Louis Feuillade, one of the true pioneers of cinema whose work has undeniably influenced Lang and Hitchcock, had been criticised for glorifying villainy in his hugely popular serials 'Fantomas' and 'Les Vampires'. He redressed the balance somewhat by creating Judex, a hero who is both judge and jury.
Director Georges Franju has managed here to reduce the original 5 hour, 12 episode original to just 97 minutes which is no mean feat although unavoidably, compromises have had to be made.
Some have confessed to being baffled by the twists and turns of the admittedly condensed plot but their bafflement quite frankly baffles me as the film is sufficiently well-constructed and the pace certainly slow enough not to cause confusion.
Feuillade's work is known for its anarchy and surrealism. This adaptation has little anarchy and its surrealism is mixed with realism. This is Lunacy restrained. Essentially a film of moments, or 'set pieces' if you like, Franju's unique visual style and sense of atmosphere make it mesmerising to watch.
Behind every great fortune there is usually a great crime and banker Favraux, played superbly by Michel Vitold, has enriched himself by the Panama Scandal. He is called to account for his crime in an anonymous letter which threatens death at midnight if he does not atone and return to his victims his ill-gotten gains. He chooses to ignore this warning and at the stroke of midnight at a masked ball he appears to drop dead, only to awaken in an old castle to find himself the prisoner of a mysterious figure in a cloak and a slouch hat.............
Judex is here played by Channing Pollock, a handsome hunk who made a few European costume films at this time. He began as a magician and in this is able to perform his famous 'dove act'. As an actor alas, he is a plank.
Franju regular Edith Scob as the banker's daughter is required to do little more than play a Miss Goody Two Shoes but the camera loves her will o' the wisp persona.

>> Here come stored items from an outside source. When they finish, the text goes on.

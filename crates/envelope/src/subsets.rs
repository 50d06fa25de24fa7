//! Restartable k-subsets of `[0, n)` in lexicographic order.
//!
//! The vertex search walks every `(S-1)`-subset of "old hyperplanes + simplex
//! facets" once per new hyperplane, so the enumerator is reset rather than
//! rebuilt, and `advance` reports the first position that changed. Callers
//! use that position to skip unchanged prefix work or to stop early once the
//! leading index has moved past a range of interest.

/// Lexicographic k-combinations of `0..n`.
///
/// Invariants:
/// - While valid, `current()` is strictly increasing with entries in `[0, n)`.
/// - Exactly `binomial(n, k)` subsets are produced between a `reset` and
///   exhaustion; `k = 0` yields the single empty subset.
#[derive(Clone, Debug)]
pub struct SubsetEnumerator {
    k: usize,
    n: usize,
    ids: Vec<usize>,
    valid: bool,
}

impl SubsetEnumerator {
    pub fn new(k: usize, n: usize) -> Self {
        let mut e = Self {
            k,
            n,
            ids: Vec::with_capacity(k),
            valid: false,
        };
        e.reset();
        e
    }

    /// Rewind to `{0, 1, ..., k-1}`.
    pub fn reset(&mut self) {
        self.ids.clear();
        self.ids.extend(0..self.k);
        self.valid = self.k <= self.n;
    }

    #[inline]
    pub fn is_valid(&self) -> bool {
        self.valid
    }

    /// Current subset (ascending). Meaningless once `is_valid()` is false.
    #[inline]
    pub fn current(&self) -> &[usize] {
        &self.ids
    }

    #[inline]
    pub fn subset_size(&self) -> usize {
        self.k
    }

    #[inline]
    pub fn universe_size(&self) -> usize {
        self.n
    }

    /// Step to the next subset and return the lowest position whose index changed.
    ///
    /// Returns `0` and invalidates the enumerator after the last subset.
    pub fn advance(&mut self) -> usize {
        if !self.valid {
            return 0;
        }
        let (k, n) = (self.k, self.n);
        // rightmost position that has not reached its maximum `i + n - k`
        let Some(i) = (0..k).rev().find(|&i| self.ids[i] != i + n - k) else {
            self.valid = false;
            return 0;
        };
        self.ids[i] += 1;
        for j in i + 1..k {
            self.ids[j] = self.ids[j - 1] + 1;
        }
        i
    }
}

impl Iterator for SubsetEnumerator {
    type Item = Vec<usize>;

    fn next(&mut self) -> Option<Self::Item> {
        if !self.valid {
            return None;
        }
        let out = self.ids.clone();
        self.advance();
        Some(out)
    }
}

/// `C(n, k)`, saturating at `usize::MAX`.
pub fn binomial(n: usize, k: usize) -> usize {
    if k > n {
        return 0;
    }
    let k = k.min(n - k);
    let mut acc: u128 = 1;
    for i in 0..k {
        acc = acc * (n - i) as u128 / (i + 1) as u128;
        if acc > usize::MAX as u128 {
            return usize::MAX;
        }
    }
    acc as usize
}
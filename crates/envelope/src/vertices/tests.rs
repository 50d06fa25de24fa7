use super::*;
use crate::error::EnvelopeError;
use crate::sample::{draw_hyperplanes, HyperplaneCfg, ReplayToken};
use crate::subsets::binomial;
use crate::types::envelope_value;
use nalgebra::dvector;
use proptest::prelude::*;
use std::cell::Cell;

fn hp(c: &[f64]) -> Hyperplane {
    Hyperplane::from_slice(c)
}

fn close(v: &Vertex, point: &DVector<f64>, value: f64) -> bool {
    (&v.point - point).norm() < 1e-9 && (v.value - value).abs() < 1e-9
}

#[test]
fn empty_context_yields_nothing() {
    let new = vec![hp(&[3.0, 1.0]), hp(&[0.0, 2.0])];
    assert!(find_vertices_naive(&new, &[]).unwrap().is_empty());
}

#[test]
fn two_states_crossing_point() {
    // 3x + (1-x) = x + 2(1-x)  →  x = 1/3, value 5/3.
    let new = vec![hp(&[3.0, 1.0])];
    let old = vec![hp(&[1.0, 2.0])];
    let verts = find_vertices_naive(&new, &old).unwrap();
    assert_eq!(verts.len(), 1);
    assert!(close(&verts[0], &dvector![1.0 / 3.0, 2.0 / 3.0], 5.0 / 3.0));
    assert!((verts[0].point.sum() - 1.0).abs() < 1e-12);
}

#[test]
fn two_states_one_vertex_per_old_plane() {
    let new = vec![hp(&[3.0, 1.0])];
    let old = vec![hp(&[1.0, 2.0]), hp(&[0.0, 3.0])];
    let verts = find_vertices_naive(&new, &old).unwrap();
    assert_eq!(verts.len(), 2);
    assert!(close(&verts[0], &dvector![1.0 / 3.0, 2.0 / 3.0], 5.0 / 3.0));
    assert!(close(&verts[1], &dvector![0.4, 0.6], 1.8));
}

#[test]
fn three_states_mix_planes_and_facets_without_dedup() {
    let new = vec![hp(&[1.0, 2.0, 3.0])];
    let old = vec![hp(&[3.0, 2.0, 1.0])];
    let verts = find_vertices_naive(&new, &old).unwrap();
    // {plane, x0=0}, {plane, x1=0}, {plane, x2=0}; the first and last meet at e1.
    assert_eq!(verts.len(), 3);
    assert!(close(&verts[0], &dvector![0.0, 1.0, 0.0], 2.0));
    assert!(close(&verts[1], &dvector![0.5, 0.0, 0.5], 2.0));
    assert!(close(&verts[2], &dvector![0.0, 1.0, 0.0], 2.0));
    for v in &verts {
        assert!((v.point.sum() - 1.0).abs() < 1e-12);
    }
}

#[test]
fn pinned_coordinates_are_exact_zeros() {
    let new = vec![hp(&[1.0, 2.0, 3.0])];
    let old = vec![hp(&[3.0, 2.0, 1.0])];
    let verts = find_vertices_naive(&new, &old).unwrap();
    assert_eq!(verts[0].point[0], 0.0);
    assert_eq!(verts[1].point[1], 0.0);
    assert_eq!(verts[2].point[2], 0.0);
}

#[test]
fn single_state_returns_the_only_point() {
    let verts = find_vertices_naive(&[hp(&[2.0])], &[hp(&[1.0])]).unwrap();
    assert_eq!(verts.len(), 1);
    assert!(close(&verts[0], &dvector![1.0], 2.0));
}

#[test]
fn crossing_outside_simplex_is_dropped() {
    // x + 3 = 2 - x at x = -0.5, outside [0,1].
    let verts = find_vertices_naive(&[hp(&[4.0, 3.0])], &[hp(&[1.0, 2.0])]).unwrap();
    assert!(verts.is_empty());
}

#[test]
fn mixed_dimensions_are_rejected() {
    let err = find_vertices_naive(&[hp(&[1.0, 2.0, 3.0])], &[hp(&[1.0, 2.0])]).unwrap_err();
    assert_eq!(
        err,
        EnvelopeError::DimensionMismatch {
            expected: 2,
            found: 3
        }
    );
}

struct NanSolver;

impl LinearSolver for NanSolver {
    fn solve(&self, a: &DMatrix<f64>, _b: &DVector<f64>) -> DVector<f64> {
        DVector::from_element(a.ncols(), f64::NAN)
    }
}

#[test]
fn non_finite_solutions_are_filtered() {
    let verts = find_vertices_naive_with(
        &[hp(&[1.0, 2.0, 3.0])],
        &[hp(&[3.0, 2.0, 1.0])],
        &NanSolver,
        EnvelopeCfg::default(),
    )
    .unwrap();
    assert!(verts.is_empty());
}

/// Delegates to [`SvdSolver`] and counts systems; `second_row_zero` counts
/// systems whose row 1 starts with `0`.
#[derive(Default)]
struct CountingSolver {
    inner: SvdSolver,
    calls: Cell<usize>,
    second_row_zero: Cell<usize>,
}

impl LinearSolver for CountingSolver {
    fn solve(&self, a: &DMatrix<f64>, b: &DVector<f64>) -> DVector<f64> {
        self.calls.set(self.calls.get() + 1);
        if a[(1, 0)] == 0.0 {
            self.second_row_zero.set(self.second_row_zero.get() + 1);
        }
        self.inner.solve(a, b)
    }
}

#[test]
fn walk_stops_only_when_no_old_plane_is_left() {
    // S=3, |old|=2: 2-subsets of [0,5). Everything up to {1,4} is solved; the
    // facets-only {2,3}, {2,4}, {3,4} are skipped.
    let new = vec![hp(&[1.0, 2.0, 0.5])];
    let old = vec![hp(&[2.0, 1.0, 0.0]), hp(&[0.0, 0.0, 3.0])];
    let solver = CountingSolver::default();
    let verts = find_vertices_naive_with(&new, &old, &solver, EnvelopeCfg::default()).unwrap();
    assert_eq!(solver.calls.get(), binomial(5, 2) - 3);
    // Old plane 0 restricted to any active set has a nonzero first entry; old
    // plane 1 has a zero there. So this counts {1,2}, {1,3} and {1,4}.
    assert_eq!(solver.second_row_zero.get(), 3);

    // {0,2} and {1,4} leave the box.
    assert_eq!(verts.len(), 5);
    assert!(close(&verts[0], &dvector![7.0 / 17.0, 4.0 / 17.0, 6.0 / 17.0], 18.0 / 17.0));
    assert!(close(&verts[1], &dvector![1.0 / 3.0, 0.0, 2.0 / 3.0], 2.0 / 3.0));
    assert!(close(&verts[2], &dvector![0.5, 0.5, 0.0], 1.5));
    assert!(close(&verts[3], &dvector![0.0, 5.0 / 9.0, 4.0 / 9.0], 4.0 / 3.0));
    assert!(close(&verts[4], &dvector![5.0 / 7.0, 0.0, 2.0 / 7.0], 6.0 / 7.0));
}

#[test]
fn walk_restarts_for_every_new_plane() {
    let new = vec![hp(&[1.0, 2.0, 0.5]), hp(&[0.5, 1.0, 2.0])];
    let old = vec![hp(&[2.0, 1.0, 0.0]), hp(&[0.0, 0.0, 3.0])];
    let solver = CountingSolver::default();
    find_vertices_naive_with(&new, &old, &solver, EnvelopeCfg::default()).unwrap();
    assert_eq!(solver.calls.get(), 2 * 7);
}

/// Returns the same answer for every system.
struct FixedSolver(DVector<f64>);

impl LinearSolver for FixedSolver {
    fn solve(&self, _a: &DMatrix<f64>, _b: &DVector<f64>) -> DVector<f64> {
        self.0.clone()
    }
}

#[test]
fn clamping_keeps_box_but_sum_may_drift_by_eps() {
    let cfg = EnvelopeCfg::default();
    let eps = cfg.eps_feas;
    let new = [hp(&[3.0, 1.0])];
    let old = [hp(&[1.0, 2.0])];

    let nudged = FixedSolver(dvector![1.0 + 0.5 * eps, 0.5 * eps, 2.0]);
    let verts = find_vertices_naive_with(&new, &old, &nudged, cfg).unwrap();
    assert_eq!(verts.len(), 1);
    assert_eq!(verts[0].point, dvector![1.0, 0.5 * eps]);
    let drift = (verts[0].point.sum() - 1.0).abs();
    assert!(drift > 0.0 && drift <= 2.0 * eps);

    let outside = FixedSolver(dvector![1.0 + 2.0 * eps, -eps, 2.0]);
    assert!(find_vertices_naive_with(&new, &old, &outside, cfg).unwrap().is_empty());
}

#[test]
fn repeated_calls_agree() {
    let tok = ReplayToken::new(11, 0);
    let new = draw_hyperplanes(HyperplaneCfg::default(), 4, 3, tok);
    let old = draw_hyperplanes(HyperplaneCfg::default(), 4, 3, tok.next_index());
    let a = find_vertices_naive(&new, &old).unwrap();
    let b = find_vertices_naive(&new, &old).unwrap();
    assert_eq!(a, b);
}

#[test]
fn two_state_vertices_lie_on_the_envelope_of_the_pair() {
    // With S=2 the only candidate per old plane is the crossing, where both planes tie.
    let tok = ReplayToken::new(5, 0);
    let new = draw_hyperplanes(HyperplaneCfg::default(), 2, 4, tok);
    let old = draw_hyperplanes(HyperplaneCfg::default(), 2, 1, tok.next_index());
    for h in &new {
        let pair = [h.clone(), old[0].clone()];
        for v in find_vertices_naive(std::slice::from_ref(h), &old).unwrap() {
            let env = envelope_value(&pair, &v.point).unwrap();
            assert!((env - v.value).abs() < 1e-9);
        }
    }
}

proptest! {
    #![proptest_config(ProptestConfig::with_cases(48))]

    #[test]
    fn accepted_points_stay_in_unit_box(
        s in 2usize..5,
        n_new in 1usize..3,
        n_old in 1usize..4,
        seed in any::<u64>(),
    ) {
        let tok = ReplayToken::new(seed, 0);
        let new = draw_hyperplanes(HyperplaneCfg::default(), s, n_new, tok);
        let old = draw_hyperplanes(HyperplaneCfg::default(), s, n_old, tok.next_index());
        let verts = find_vertices_naive(&new, &old).unwrap();
        for v in &verts {
            prop_assert_eq!(v.point.len(), s);
            prop_assert!(v.point.iter().all(|&c| (0.0..=1.0).contains(&c)));
            prop_assert!(v.value.is_finite());
        }
    }
}
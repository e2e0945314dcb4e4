//! CPU error type.

use thiserror::Error;

/// Failure raised by a single cycle.
///
/// `E` is the error type of the bus the CPU was stepped with; bus failures
/// are passed through untouched.
#[derive(Debug, Clone, PartialEq, Eq, Error)]
pub enum CpuError<E> {
    /// The byte fetched at `pc` has no dispatch table entry. The CPU stays
    /// jammed until it is reset.
    #[error("invalid opcode ${opcode:02X} at ${pc:04X}")]
    InvalidOpcode { opcode: u8, pc: u16 },

    /// The bus rejected an access.
    #[error("bus access failed")]
    Bus(#[source] E),
}

#[cfg(test)]
mod tests {
    use super::*;
    use std::convert::Infallible;

    #[test]
    fn invalid_opcode_message() {
        let err: CpuError<Infallible> = CpuError::InvalidOpcode {
            opcode: 0x02,
            pc: 0x8000,
        };
        assert_eq!(err.to_string(), "invalid opcode $02 at $8000");
    }
}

Saints are not nearly as interesting as sinners of course and by far the most fascinating character is that of Diana di Monti. As a ruthless, sensual and utterly deranged villainess she is a gift to any actress and is here played with relish and aplomb by Francine Berge, complete with catsuit and nun's habit, wielding a dagger and a hypodermic needle. Her choreographed fight on the rooftop with luscious Sylva Koscina as Daisy the circus performer is guaranteed to quicken the pulse. Franju is reported to have said of Daisy's character: "I could have done without her" but happily for us he couldn't!

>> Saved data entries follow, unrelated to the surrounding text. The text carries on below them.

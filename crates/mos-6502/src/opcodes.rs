//! Documented 6502 opcode bytes.
//!
//! These are the literal bytes found in ROM images. Suffixes name the
//! addressing mode: none for implied, `_A` accumulator, `_IMM` immediate,
//! `_ZP`/`_ZPX`/`_ZPY` zero page, `_ABS`/`_ABX`/`_ABY` absolute,
//! `_IND` indirect, `_IZX` `(zp,X)` and `_IZY` `(zp),Y`. Branches are
//! always relative and carry no suffix.

// Load/store
pub const LDA_IMM: u8 = 0xA9;
pub const LDA_ZP: u8 = 0xA5;
pub const LDA_ZPX: u8 = 0xB5;
pub const LDA_ABS: u8 = 0xAD;
pub const LDA_ABX: u8 = 0xBD;
pub const LDA_ABY: u8 = 0xB9;
pub const LDA_IZX: u8 = 0xA1;
pub const LDA_IZY: u8 = 0xB1;

pub const LDX_IMM: u8 = 0xA2;
pub const LDX_ZP: u8 = 0xA6;
pub const LDX_ZPY: u8 = 0xB6;
pub const LDX_ABS: u8 = 0xAE;
pub const LDX_ABY: u8 = 0xBE;

pub const LDY_IMM: u8 = 0xA0;
pub const LDY_ZP: u8 = 0xA4;
pub const LDY_ZPX: u8 = 0xB4;
pub const LDY_ABS: u8 = 0xAC;
pub const LDY_ABX: u8 = 0xBC;

pub const STA_ZP: u8 = 0x85;
pub const STA_ZPX: u8 = 0x95;
pub const STA_ABS: u8 = 0x8D;
pub const STA_ABX: u8 = 0x9D;
pub const STA_ABY: u8 = 0x99;
pub const STA_IZX: u8 = 0x81;
pub const STA_IZY: u8 = 0x91;

pub const STX_ZP: u8 = 0x86;
pub const STX_ZPY: u8 = 0x96;
pub const STX_ABS: u8 = 0x8E;

pub const STY_ZP: u8 = 0x84;
pub const STY_ZPX: u8 = 0x94;
pub const STY_ABS: u8 = 0x8C;

// Transfers
pub const TAX: u8 = 0xAA;
pub const TAY: u8 = 0xA8;
pub const TSX: u8 = 0xBA;
pub const TXA: u8 = 0x8A;
pub const TXS: u8 = 0x9A;
pub const TYA: u8 = 0x98;

// Stack
pub const PHA: u8 = 0x48;
pub const PHP: u8 = 0x08;
pub const PLA: u8 = 0x68;
pub const PLP: u8 = 0x28;

// Logic
pub const AND_IMM: u8 = 0x29;
pub const AND_ZP: u8 = 0x25;
pub const AND_ZPX: u8 = 0x35;
pub const AND_ABS: u8 = 0x2D;
pub const AND_ABX: u8 = 0x3D;
pub const AND_ABY: u8 = 0x39;
pub const AND_IZX: u8 = 0x21;
pub const AND_IZY: u8 = 0x31;

pub const ORA_IMM: u8 = 0x09;
pub const ORA_ZP: u8 = 0x05;
pub const ORA_ZPX: u8 = 0x15;
pub const ORA_ABS: u8 = 0x0D;
pub const ORA_ABX: u8 = 0x1D;
pub const ORA_ABY: u8 = 0x19;
pub const ORA_IZX: u8 = 0x01;
pub const ORA_IZY: u8 = 0x11;

pub const EOR_IMM: u8 = 0x49;
pub const EOR_ZP: u8 = 0x45;
pub const EOR_ZPX: u8 = 0x55;
pub const EOR_ABS: u8 = 0x4D;
pub const EOR_ABX: u8 = 0x5D;
pub const EOR_ABY: u8 = 0x59;
pub const EOR_IZX: u8 = 0x41;
pub const EOR_IZY: u8 = 0x51;

pub const BIT_ZP: u8 = 0x24;
pub const BIT_ABS: u8 = 0x2C;

// Arithmetic
pub const ADC_IMM: u8 = 0x69;
pub const ADC_ZP: u8 = 0x65;
pub const ADC_ZPX: u8 = 0x75;
pub const ADC_ABS: u8 = 0x6D;
pub const ADC_ABX: u8 = 0x7D;
pub const ADC_ABY: u8 = 0x79;
pub const ADC_IZX: u8 = 0x61;
pub const ADC_IZY: u8 = 0x71;

pub const SBC_IMM: u8 = 0xE9;
pub const SBC_ZP: u8 = 0xE5;
pub const SBC_ZPX: u8 = 0xF5;
pub const SBC_ABS: u8 = 0xED;
pub const SBC_ABX: u8 = 0xFD;
pub const SBC_ABY: u8 = 0xF9;
pub const SBC_IZX: u8 = 0xE1;
pub const SBC_IZY: u8 = 0xF1;

pub const CMP_IMM: u8 = 0xC9;
pub const CMP_ZP: u8 = 0xC5;
pub const CMP_ZPX: u8 = 0xD5;
pub const CMP_ABS: u8 = 0xCD;
pub const CMP_ABX: u8 = 0xDD;
pub const CMP_ABY: u8 = 0xD9;
pub const CMP_IZX: u8 = 0xC1;
pub const CMP_IZY: u8 = 0xD1;

pub const CPX_IMM: u8 = 0xE0;
pub const CPX_ZP: u8 = 0xE4;
pub const CPX_ABS: u8 = 0xEC;

pub const CPY_IMM: u8 = 0xC0;
pub const CPY_ZP: u8 = 0xC4;
pub const CPY_ABS: u8 = 0xCC;

// Increment/decrement
pub const INC_ZP: u8 = 0xE6;
pub const INC_ZPX: u8 = 0xF6;
pub const INC_ABS: u8 = 0xEE;
pub const INC_ABX: u8 = 0xFE;
pub const INX: u8 = 0xE8;
pub const INY: u8 = 0xC8;

pub const DEC_ZP: u8 = 0xC6;
pub const DEC_ZPX: u8 = 0xD6;
pub const DEC_ABS: u8 = 0xCE;
pub const DEC_ABX: u8 = 0xDE;
pub const DEX: u8 = 0xCA;
pub const DEY: u8 = 0x88;

// Shifts
pub const ASL_A: u8 = 0x0A;
pub const ASL_ZP: u8 = 0x06;
pub const ASL_ZPX: u8 = 0x16;
pub const ASL_ABS: u8 = 0x0E;
pub const ASL_ABX: u8 = 0x1E;

pub const LSR_A: u8 = 0x4A;
pub const LSR_ZP: u8 = 0x46;
pub const LSR_ZPX: u8 = 0x56;
pub const LSR_ABS: u8 = 0x4E;
pub const LSR_ABX: u8 = 0x5E;

pub const ROL_A: u8 = 0x2A;
pub const ROL_ZP: u8 = 0x26;
pub const ROL_ZPX: u8 = 0x36;
pub const ROL_ABS: u8 = 0x2E;
pub const ROL_ABX: u8 = 0x3E;

pub const ROR_A: u8 = 0x6A;
pub const ROR_ZP: u8 = 0x66;
pub const ROR_ZPX: u8 = 0x76;
pub const ROR_ABS: u8 = 0x6E;
pub const ROR_ABX: u8 = 0x7E;

// Jumps and calls
pub const JMP_ABS: u8 = 0x4C;
pub const JMP_IND: u8 = 0x6C;
pub const JSR: u8 = 0x20;
pub const RTS: u8 = 0x60;
pub const RTI: u8 = 0x40;
pub const BRK: u8 = 0x00;

// Branches
pub const BPL: u8 = 0x10;
pub const BMI: u8 = 0x30;
pub const BVC: u8 = 0x50;
pub const BVS: u8 = 0x70;
pub const BCC: u8 = 0x90;
pub const BCS: u8 = 0xB0;
pub const BNE: u8 = 0xD0;
pub const BEQ: u8 = 0xF0;

// Flags
pub const CLC: u8 = 0x18;
pub const SEC: u8 = 0x38;
pub const CLI: u8 = 0x58;
pub const SEI: u8 = 0x78;
pub const CLV: u8 = 0xB8;
pub const CLD: u8 = 0xD8;
pub const SED: u8 = 0xF8;

pub const NOP: u8 = 0xEA;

Jacques Jouanneau does a good turn as the incompetent detective Cocantin and there is a captivating performance by Benjamin Boda as Reglisse the boy. Also of interest is a brief appearance as a doctor by Andre Melies, son of that other pioneer director, Georges.
Mention must be made of Robert Giordani's superlative art direction, Marcel Fradetal's magnificent cinematography and Maurice Jarre's atmospheric score.
Whatever its weaknesses this bizarre opus is immensely entertaining and can be revisited with pleasure. Ideally one could have done with a little more flamboyance but that after all, is simply not Franju's way.